• Requirement: Scan the records below and report how many lines include the string "Returns"; the number alone will do.

• Records for this task:

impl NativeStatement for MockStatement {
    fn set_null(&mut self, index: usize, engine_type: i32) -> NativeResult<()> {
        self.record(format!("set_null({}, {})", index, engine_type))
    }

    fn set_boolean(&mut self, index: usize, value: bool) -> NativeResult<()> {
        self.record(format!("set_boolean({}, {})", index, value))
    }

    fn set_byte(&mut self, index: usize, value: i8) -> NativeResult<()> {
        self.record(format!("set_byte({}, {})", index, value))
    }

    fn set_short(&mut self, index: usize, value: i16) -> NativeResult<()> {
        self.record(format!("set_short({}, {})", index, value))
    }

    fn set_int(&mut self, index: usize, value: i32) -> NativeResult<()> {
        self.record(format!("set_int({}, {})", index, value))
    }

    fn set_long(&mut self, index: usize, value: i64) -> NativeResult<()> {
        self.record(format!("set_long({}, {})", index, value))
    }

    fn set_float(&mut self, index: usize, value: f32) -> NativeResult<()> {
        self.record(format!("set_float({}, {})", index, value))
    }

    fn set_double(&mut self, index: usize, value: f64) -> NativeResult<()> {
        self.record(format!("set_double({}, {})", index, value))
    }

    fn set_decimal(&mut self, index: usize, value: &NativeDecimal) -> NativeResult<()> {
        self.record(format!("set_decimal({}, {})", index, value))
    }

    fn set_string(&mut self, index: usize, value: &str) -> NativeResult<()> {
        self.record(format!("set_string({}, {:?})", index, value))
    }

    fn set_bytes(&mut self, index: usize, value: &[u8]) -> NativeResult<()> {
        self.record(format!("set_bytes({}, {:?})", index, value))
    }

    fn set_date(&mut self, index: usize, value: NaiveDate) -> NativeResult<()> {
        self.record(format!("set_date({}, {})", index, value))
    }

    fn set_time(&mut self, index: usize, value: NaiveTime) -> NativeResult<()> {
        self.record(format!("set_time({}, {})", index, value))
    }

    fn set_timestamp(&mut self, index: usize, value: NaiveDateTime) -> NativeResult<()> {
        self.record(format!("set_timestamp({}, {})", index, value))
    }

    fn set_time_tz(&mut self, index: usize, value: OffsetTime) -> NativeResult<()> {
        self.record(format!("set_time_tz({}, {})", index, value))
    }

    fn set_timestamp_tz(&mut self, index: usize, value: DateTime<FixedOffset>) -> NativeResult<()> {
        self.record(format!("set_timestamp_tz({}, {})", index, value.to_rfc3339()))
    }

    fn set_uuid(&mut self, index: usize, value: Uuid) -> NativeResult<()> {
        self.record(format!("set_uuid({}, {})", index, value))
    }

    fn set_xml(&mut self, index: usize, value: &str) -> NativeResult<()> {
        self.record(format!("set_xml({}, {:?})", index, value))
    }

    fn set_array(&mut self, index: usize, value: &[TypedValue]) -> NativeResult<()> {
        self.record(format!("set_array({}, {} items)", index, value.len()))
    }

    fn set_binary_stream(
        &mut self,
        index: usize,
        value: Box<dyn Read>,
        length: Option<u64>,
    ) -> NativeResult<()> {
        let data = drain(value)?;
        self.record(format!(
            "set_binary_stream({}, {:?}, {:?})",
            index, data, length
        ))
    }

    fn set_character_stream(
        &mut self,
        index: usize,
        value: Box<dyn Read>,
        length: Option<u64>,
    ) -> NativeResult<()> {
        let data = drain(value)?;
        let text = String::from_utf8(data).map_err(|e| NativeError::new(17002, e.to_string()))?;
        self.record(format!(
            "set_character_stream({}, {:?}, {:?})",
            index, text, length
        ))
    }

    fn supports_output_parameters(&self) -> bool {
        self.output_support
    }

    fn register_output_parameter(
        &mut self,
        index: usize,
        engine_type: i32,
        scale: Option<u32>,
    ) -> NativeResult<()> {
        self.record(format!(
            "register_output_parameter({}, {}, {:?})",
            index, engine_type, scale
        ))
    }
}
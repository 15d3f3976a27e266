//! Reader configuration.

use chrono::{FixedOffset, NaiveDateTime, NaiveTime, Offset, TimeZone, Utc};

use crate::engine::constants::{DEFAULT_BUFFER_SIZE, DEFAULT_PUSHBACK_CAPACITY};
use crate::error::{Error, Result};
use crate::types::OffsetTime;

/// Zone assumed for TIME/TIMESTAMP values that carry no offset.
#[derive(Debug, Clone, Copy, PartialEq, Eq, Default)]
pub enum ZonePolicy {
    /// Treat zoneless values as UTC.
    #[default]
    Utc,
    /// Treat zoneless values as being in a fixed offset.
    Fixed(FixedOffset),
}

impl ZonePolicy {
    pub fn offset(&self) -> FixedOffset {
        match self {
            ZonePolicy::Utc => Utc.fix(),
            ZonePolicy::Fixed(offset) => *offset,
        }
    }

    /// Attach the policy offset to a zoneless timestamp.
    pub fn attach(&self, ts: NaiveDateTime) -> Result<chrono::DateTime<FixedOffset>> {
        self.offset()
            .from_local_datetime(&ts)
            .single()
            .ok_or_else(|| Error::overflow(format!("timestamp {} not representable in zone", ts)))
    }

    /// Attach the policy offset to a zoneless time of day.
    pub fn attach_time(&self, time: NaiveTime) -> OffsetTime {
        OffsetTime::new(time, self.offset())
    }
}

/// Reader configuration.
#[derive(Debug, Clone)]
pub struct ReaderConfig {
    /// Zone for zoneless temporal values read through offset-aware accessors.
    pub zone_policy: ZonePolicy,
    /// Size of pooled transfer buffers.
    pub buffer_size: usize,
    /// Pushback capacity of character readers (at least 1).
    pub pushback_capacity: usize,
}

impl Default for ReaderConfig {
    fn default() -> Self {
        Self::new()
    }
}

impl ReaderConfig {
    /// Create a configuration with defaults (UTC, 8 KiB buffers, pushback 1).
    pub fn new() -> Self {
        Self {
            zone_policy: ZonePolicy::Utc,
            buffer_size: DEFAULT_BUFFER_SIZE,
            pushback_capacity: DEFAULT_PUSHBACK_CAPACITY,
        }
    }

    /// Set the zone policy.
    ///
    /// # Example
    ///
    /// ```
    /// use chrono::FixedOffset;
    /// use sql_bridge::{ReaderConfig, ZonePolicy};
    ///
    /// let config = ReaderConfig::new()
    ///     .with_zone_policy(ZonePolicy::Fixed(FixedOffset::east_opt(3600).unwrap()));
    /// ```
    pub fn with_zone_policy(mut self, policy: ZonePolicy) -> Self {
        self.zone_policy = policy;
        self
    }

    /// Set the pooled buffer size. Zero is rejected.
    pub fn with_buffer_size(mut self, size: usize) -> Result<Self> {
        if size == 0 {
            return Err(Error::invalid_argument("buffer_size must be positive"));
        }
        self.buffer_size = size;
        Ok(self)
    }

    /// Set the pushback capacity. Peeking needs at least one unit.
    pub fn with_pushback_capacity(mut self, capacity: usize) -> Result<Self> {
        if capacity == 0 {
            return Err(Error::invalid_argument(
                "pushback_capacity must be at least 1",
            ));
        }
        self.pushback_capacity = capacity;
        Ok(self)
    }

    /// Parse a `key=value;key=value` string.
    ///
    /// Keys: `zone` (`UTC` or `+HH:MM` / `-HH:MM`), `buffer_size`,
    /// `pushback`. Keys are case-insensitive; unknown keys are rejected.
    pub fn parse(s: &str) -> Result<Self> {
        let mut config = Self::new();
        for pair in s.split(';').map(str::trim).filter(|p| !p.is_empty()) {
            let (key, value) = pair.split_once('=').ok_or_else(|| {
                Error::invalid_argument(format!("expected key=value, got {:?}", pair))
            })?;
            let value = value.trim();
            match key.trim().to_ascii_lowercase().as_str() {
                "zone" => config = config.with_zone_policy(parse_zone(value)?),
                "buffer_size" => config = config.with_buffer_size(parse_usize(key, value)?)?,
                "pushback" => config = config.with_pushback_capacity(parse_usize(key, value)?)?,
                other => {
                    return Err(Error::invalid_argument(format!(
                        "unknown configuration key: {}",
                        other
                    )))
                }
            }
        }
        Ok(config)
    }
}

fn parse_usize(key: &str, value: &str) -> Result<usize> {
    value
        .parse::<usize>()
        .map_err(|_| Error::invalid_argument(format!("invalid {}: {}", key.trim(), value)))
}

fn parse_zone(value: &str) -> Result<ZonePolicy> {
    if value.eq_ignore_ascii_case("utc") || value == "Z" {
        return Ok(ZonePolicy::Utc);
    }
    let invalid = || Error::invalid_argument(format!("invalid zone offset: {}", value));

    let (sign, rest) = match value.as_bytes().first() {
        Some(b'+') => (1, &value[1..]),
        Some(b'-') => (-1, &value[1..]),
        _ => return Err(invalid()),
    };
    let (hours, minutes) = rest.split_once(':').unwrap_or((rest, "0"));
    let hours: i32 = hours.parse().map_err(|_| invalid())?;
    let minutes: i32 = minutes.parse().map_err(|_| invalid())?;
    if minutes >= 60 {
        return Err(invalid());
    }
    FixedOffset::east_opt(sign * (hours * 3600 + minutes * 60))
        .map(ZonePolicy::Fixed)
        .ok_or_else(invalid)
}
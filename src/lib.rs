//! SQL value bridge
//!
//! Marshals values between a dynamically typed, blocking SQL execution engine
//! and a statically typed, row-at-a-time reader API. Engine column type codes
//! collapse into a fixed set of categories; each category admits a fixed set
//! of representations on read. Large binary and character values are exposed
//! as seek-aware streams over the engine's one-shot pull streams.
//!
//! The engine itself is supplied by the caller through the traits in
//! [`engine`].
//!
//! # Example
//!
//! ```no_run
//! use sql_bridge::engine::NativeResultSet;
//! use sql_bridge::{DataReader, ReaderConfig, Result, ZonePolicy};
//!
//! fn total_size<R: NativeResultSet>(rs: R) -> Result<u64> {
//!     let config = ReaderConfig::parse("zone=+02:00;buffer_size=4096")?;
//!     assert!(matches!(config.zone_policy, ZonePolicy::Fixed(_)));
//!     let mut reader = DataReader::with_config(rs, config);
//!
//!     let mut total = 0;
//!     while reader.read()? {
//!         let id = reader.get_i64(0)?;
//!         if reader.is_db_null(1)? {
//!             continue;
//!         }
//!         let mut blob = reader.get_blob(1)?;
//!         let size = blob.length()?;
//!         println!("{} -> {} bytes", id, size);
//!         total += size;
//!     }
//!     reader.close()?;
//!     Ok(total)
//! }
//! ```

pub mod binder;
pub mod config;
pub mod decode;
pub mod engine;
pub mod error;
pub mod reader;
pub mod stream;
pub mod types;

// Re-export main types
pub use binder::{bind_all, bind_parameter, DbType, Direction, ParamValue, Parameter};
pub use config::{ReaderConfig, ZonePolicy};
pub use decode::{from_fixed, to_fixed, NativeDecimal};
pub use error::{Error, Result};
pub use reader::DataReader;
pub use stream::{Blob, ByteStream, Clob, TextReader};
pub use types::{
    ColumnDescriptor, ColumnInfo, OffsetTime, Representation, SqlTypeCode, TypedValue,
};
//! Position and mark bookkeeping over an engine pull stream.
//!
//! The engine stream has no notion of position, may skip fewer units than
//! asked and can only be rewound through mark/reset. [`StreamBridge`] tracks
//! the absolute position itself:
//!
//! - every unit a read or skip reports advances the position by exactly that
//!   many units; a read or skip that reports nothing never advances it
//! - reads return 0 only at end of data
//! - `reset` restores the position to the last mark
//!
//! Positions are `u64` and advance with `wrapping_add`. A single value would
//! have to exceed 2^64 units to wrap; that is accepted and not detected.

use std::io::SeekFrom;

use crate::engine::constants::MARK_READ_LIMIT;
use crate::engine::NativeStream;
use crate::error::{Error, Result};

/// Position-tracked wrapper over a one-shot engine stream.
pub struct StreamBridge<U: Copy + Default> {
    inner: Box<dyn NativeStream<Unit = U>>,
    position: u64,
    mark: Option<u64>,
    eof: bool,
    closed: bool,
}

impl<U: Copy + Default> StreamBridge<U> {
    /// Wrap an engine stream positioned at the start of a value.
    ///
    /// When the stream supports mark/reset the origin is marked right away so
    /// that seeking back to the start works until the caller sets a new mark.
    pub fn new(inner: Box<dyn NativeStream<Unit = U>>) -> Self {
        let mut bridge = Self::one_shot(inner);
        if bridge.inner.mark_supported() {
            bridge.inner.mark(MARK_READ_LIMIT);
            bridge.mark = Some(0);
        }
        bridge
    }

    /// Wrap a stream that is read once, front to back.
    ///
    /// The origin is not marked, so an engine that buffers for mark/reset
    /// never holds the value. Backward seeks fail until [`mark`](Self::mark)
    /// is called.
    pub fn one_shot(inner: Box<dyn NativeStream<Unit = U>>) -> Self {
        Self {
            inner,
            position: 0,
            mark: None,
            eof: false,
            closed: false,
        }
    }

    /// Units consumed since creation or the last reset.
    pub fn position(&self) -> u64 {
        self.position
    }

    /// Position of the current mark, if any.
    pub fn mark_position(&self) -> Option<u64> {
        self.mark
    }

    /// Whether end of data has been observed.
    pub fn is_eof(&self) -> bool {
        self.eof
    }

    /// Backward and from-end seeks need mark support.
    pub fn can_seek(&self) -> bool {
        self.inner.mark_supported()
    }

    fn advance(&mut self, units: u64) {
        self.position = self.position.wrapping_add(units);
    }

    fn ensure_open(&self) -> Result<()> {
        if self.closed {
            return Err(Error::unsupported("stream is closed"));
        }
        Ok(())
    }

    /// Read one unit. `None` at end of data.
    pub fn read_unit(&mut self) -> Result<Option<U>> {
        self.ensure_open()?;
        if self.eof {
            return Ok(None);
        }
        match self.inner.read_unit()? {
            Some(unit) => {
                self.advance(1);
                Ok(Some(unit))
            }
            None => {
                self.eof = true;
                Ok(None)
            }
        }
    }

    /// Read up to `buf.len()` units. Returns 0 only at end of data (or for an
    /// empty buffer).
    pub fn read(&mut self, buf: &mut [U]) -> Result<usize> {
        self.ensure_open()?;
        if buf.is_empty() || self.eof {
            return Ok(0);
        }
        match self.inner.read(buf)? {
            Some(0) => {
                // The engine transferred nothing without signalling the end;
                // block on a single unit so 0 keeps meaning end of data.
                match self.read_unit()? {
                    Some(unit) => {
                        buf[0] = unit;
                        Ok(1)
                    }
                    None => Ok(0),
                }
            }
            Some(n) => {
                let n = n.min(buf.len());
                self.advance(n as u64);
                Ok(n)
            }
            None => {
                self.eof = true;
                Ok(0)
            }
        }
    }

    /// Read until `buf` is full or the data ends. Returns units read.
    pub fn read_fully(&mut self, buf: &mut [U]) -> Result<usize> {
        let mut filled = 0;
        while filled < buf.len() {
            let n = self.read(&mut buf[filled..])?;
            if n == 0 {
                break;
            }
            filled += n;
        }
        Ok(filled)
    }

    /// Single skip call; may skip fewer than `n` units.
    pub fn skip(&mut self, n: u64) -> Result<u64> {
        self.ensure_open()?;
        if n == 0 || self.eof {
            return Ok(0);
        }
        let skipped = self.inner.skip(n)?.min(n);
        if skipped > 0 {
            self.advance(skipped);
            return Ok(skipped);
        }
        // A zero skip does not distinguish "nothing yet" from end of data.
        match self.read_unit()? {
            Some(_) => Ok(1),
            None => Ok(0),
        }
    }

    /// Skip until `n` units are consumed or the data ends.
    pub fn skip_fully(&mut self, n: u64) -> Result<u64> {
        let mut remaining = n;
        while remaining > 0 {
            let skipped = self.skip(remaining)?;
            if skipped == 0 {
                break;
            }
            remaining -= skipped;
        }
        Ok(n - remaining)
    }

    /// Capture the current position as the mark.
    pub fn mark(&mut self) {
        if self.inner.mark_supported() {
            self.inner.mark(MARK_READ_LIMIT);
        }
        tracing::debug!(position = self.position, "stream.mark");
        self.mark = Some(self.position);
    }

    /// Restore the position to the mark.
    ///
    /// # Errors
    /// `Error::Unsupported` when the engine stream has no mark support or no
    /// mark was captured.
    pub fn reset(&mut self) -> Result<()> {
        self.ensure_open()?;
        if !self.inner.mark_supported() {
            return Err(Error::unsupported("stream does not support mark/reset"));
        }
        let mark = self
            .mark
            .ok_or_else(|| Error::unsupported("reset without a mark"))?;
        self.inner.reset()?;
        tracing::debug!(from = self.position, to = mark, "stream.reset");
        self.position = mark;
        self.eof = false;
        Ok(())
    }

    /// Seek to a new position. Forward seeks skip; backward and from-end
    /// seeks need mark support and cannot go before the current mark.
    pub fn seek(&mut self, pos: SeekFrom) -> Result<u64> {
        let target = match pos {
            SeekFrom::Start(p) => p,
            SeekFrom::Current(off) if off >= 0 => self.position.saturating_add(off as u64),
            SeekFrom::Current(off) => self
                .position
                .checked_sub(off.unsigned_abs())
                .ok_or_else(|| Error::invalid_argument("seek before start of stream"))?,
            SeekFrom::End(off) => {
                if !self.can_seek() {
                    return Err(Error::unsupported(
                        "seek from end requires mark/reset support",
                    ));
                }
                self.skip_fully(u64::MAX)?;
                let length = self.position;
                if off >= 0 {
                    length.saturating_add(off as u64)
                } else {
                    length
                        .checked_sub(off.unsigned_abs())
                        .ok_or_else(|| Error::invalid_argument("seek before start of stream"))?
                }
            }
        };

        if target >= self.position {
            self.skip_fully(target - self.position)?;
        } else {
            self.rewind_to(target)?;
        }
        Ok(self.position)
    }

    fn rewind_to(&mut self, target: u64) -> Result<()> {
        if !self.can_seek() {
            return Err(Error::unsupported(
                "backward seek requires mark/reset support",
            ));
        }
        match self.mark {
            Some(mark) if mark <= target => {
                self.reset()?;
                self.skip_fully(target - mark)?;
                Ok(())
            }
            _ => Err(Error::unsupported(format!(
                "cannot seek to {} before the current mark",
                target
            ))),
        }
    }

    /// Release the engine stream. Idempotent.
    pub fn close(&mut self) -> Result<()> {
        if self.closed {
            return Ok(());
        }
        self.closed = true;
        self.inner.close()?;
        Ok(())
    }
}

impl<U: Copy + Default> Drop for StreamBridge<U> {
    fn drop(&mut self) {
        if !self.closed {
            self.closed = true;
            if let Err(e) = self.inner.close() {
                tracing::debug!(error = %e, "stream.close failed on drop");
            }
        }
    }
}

• Answer box: 2